(Saved data entries)
=-=-=-=-=
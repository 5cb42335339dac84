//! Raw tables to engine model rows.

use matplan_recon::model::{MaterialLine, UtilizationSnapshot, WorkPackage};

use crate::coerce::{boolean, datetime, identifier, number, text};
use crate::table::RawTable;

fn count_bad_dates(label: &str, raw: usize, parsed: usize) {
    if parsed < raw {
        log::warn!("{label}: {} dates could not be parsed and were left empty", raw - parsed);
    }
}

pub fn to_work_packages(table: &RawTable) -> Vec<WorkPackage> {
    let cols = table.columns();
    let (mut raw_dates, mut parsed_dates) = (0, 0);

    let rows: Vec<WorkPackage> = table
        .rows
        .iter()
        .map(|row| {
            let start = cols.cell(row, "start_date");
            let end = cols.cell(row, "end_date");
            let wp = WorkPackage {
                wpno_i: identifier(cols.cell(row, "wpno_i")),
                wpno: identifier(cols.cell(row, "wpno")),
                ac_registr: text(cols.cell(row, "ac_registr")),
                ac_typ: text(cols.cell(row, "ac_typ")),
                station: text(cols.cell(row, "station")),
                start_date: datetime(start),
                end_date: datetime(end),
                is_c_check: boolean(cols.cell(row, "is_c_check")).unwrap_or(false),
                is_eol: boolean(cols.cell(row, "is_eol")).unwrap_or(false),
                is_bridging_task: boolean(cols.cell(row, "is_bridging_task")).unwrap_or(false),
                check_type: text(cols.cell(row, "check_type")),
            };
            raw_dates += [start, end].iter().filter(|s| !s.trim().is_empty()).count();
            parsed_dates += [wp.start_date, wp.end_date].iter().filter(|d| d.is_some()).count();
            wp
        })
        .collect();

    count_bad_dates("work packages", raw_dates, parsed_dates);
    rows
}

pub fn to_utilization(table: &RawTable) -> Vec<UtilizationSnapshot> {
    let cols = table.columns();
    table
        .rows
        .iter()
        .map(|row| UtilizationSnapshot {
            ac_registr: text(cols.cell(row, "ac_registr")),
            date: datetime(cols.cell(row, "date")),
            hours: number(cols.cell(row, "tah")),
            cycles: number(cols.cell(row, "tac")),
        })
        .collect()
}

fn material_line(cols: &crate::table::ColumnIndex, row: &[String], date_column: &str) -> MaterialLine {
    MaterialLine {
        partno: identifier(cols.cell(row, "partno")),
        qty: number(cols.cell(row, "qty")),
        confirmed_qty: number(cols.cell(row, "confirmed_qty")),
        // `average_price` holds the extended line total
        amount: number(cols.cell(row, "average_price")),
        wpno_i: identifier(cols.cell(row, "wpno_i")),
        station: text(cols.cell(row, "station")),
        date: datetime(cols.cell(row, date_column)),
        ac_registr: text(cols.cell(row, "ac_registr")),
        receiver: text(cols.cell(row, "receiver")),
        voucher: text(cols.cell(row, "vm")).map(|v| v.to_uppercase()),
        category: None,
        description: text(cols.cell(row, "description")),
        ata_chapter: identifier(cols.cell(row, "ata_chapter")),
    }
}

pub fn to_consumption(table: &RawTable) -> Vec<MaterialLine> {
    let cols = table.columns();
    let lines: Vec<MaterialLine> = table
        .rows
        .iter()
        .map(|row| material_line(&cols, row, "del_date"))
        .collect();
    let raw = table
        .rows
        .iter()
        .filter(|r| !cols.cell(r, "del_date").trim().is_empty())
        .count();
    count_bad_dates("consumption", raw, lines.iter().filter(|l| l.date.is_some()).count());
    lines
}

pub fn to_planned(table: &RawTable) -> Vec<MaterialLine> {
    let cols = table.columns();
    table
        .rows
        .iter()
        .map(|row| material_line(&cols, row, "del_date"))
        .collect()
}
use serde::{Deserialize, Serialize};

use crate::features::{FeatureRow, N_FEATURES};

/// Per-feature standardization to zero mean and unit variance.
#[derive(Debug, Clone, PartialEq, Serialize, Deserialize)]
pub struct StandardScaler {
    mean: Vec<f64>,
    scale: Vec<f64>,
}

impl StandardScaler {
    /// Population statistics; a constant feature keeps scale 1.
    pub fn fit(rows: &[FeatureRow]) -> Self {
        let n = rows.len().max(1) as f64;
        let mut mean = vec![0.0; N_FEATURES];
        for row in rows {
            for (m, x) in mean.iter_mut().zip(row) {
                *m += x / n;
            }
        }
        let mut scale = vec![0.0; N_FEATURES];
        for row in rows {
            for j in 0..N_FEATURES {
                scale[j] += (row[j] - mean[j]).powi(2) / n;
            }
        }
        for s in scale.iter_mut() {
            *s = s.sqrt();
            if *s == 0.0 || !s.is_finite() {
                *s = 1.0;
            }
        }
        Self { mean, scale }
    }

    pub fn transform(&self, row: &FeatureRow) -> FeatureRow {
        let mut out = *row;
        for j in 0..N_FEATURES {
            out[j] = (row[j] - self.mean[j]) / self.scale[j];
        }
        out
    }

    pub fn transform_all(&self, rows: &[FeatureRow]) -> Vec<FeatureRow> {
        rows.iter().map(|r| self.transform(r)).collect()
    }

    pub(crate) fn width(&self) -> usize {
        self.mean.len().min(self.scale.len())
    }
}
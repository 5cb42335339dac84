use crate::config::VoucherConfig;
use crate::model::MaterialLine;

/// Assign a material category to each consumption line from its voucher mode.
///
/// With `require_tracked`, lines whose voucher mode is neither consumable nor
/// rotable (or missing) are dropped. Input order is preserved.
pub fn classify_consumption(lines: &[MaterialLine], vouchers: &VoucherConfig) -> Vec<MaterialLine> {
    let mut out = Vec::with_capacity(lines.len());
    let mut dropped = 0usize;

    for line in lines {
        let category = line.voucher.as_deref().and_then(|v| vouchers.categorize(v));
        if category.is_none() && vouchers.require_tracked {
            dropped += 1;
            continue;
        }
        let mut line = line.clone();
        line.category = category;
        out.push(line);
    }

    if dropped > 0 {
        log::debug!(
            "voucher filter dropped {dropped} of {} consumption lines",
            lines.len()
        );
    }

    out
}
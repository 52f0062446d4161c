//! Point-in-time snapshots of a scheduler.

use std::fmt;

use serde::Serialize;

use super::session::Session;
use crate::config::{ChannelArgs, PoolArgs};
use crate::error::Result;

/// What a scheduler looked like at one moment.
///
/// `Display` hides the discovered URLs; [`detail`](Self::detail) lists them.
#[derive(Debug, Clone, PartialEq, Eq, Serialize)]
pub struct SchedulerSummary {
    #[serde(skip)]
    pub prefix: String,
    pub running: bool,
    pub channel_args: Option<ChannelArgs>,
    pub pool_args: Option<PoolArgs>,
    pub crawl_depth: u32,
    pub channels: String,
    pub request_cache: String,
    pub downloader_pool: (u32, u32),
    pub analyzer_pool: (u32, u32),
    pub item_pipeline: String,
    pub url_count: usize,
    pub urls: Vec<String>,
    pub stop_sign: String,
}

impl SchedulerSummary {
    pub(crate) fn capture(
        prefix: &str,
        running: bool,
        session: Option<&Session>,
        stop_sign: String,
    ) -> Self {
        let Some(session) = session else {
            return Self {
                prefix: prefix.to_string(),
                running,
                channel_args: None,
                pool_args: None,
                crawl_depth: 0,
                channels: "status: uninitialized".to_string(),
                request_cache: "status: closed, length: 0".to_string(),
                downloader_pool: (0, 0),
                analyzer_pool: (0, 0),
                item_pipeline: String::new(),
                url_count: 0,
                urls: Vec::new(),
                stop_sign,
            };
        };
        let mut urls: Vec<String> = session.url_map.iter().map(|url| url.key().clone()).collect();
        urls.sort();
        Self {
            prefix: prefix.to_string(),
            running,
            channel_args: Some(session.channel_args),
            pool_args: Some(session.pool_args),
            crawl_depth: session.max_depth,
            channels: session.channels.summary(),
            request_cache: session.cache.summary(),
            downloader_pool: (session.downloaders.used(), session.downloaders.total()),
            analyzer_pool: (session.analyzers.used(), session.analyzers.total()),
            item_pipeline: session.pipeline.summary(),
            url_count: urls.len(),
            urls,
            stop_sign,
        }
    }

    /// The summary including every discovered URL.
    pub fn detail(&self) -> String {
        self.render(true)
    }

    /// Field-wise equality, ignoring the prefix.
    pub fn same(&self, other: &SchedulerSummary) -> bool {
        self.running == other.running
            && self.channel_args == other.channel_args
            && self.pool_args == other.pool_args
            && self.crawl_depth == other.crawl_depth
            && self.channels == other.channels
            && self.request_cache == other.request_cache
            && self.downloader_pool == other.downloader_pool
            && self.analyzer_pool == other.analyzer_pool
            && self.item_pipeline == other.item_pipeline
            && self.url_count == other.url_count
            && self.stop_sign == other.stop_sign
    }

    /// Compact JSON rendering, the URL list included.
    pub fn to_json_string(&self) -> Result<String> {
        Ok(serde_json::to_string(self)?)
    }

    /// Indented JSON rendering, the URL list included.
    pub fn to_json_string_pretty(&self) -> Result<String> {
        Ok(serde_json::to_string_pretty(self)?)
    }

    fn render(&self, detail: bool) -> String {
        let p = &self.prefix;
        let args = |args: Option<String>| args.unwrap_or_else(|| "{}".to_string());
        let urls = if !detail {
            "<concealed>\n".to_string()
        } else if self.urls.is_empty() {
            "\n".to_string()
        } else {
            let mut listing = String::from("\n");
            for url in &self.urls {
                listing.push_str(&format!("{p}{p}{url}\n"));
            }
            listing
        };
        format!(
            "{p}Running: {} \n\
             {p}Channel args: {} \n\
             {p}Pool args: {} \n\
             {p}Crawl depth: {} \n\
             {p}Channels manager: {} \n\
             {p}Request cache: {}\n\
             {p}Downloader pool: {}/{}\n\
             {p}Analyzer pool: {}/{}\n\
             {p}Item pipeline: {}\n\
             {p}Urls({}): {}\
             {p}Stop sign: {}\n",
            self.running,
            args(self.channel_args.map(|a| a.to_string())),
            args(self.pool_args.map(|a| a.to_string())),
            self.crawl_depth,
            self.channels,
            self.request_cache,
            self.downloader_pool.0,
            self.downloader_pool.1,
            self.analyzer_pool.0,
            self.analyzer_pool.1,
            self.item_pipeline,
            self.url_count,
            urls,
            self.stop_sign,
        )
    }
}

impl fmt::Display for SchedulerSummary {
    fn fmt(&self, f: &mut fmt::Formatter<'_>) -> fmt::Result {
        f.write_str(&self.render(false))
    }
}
=-=-=-=-=
PROBLEM:
Give only a number, namely how many lines in the entries above hold the word "vouchers".

ANSWER BOX:
3